SOURCE INFORMATION section start

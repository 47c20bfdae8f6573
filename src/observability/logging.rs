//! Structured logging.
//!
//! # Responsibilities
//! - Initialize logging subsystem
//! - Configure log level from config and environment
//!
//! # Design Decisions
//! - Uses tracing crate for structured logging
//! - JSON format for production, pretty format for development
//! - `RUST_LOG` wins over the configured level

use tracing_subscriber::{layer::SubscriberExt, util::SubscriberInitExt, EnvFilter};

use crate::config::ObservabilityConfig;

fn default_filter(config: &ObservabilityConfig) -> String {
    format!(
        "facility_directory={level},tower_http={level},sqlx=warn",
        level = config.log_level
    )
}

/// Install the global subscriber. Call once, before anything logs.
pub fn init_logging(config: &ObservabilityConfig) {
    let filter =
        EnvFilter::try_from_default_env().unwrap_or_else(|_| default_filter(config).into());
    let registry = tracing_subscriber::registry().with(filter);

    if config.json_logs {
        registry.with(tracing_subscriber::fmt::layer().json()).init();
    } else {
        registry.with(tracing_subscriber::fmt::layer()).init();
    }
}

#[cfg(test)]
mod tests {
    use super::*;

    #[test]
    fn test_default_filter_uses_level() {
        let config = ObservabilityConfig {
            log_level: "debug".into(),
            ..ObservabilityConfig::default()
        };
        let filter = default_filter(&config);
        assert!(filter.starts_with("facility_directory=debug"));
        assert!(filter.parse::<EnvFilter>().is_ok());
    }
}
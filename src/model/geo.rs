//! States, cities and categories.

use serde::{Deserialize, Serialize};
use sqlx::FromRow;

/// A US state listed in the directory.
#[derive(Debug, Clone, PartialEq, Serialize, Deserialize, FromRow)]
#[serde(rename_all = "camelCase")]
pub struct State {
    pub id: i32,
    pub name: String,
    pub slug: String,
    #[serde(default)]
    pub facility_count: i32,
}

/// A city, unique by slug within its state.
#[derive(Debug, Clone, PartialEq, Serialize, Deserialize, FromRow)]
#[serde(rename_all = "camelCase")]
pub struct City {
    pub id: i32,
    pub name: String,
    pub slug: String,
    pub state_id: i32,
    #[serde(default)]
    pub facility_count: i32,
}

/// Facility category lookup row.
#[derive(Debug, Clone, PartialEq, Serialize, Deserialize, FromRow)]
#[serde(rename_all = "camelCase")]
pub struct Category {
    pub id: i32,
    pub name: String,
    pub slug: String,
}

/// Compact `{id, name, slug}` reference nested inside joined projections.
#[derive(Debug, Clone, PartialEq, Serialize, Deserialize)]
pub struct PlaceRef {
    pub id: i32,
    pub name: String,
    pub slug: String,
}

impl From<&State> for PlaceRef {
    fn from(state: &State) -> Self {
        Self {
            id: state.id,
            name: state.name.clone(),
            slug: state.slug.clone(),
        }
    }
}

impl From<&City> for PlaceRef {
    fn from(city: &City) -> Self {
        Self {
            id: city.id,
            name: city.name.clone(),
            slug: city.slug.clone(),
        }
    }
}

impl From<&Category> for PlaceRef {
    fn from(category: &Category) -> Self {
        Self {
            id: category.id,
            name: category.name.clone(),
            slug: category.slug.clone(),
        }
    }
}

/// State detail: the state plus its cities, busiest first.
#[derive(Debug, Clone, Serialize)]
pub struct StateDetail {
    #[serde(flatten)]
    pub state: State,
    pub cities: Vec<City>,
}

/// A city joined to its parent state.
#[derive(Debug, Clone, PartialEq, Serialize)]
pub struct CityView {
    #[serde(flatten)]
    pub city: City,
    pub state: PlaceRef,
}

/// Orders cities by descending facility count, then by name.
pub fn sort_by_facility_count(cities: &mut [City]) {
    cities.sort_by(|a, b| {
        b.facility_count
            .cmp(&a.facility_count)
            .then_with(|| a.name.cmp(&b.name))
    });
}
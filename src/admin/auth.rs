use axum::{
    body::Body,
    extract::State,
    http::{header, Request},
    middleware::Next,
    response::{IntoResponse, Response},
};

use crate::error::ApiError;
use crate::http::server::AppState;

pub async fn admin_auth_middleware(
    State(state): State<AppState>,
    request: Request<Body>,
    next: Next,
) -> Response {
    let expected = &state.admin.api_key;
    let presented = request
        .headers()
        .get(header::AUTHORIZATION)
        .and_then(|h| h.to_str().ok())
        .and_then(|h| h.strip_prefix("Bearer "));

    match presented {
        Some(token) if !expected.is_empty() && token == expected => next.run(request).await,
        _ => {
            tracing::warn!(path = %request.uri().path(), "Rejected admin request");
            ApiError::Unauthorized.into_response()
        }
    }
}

SOURCE INFORMATION section end

WHAT YOU HAVE TO DO: Starting with the first line of the entries and ending with the line that has "let filter = default_filter(&config);", copy each line exactly and add nothing.

ANSWER BELOW:
repository 47c20bfdae8f6573
filename src/observability/logging.rs
//! Structured logging.
//!
//! # Responsibilities
//! - Initialize logging subsystem
//! - Configure log level from config and environment
//!
//! # Design Decisions
//! - Uses tracing crate for structured logging
//! - JSON format for production, pretty format for development
//! - `RUST_LOG` wins over the configured level

use tracing_subscriber::{layer::SubscriberExt, util::SubscriberInitExt, EnvFilter};

use crate::config::ObservabilityConfig;

fn default_filter(config: &ObservabilityConfig) -> String {
    format!(
        "facility_directory={level},tower_http={level},sqlx=warn",
        level = config.log_level
    )
}

/// Install the global subscriber. Call once, before anything logs.
pub fn init_logging(config: &ObservabilityConfig) {
    let filter =
        EnvFilter::try_from_default_env().unwrap_or_else(|_| default_filter(config).into());
    let registry = tracing_subscriber::registry().with(filter);

    if config.json_logs {
        registry.with(tracing_subscriber::fmt::layer().json()).init();
    } else {
        registry.with(tracing_subscriber::fmt::layer()).init();
    }
}

#[cfg(test)]
mod tests {
    use super::*;

    #[test]
    fn test_default_filter_uses_level() {
        let config = ObservabilityConfig {
            log_level: "debug".into(),
            ..ObservabilityConfig::default()
        };
        let filter = default_filter(&config);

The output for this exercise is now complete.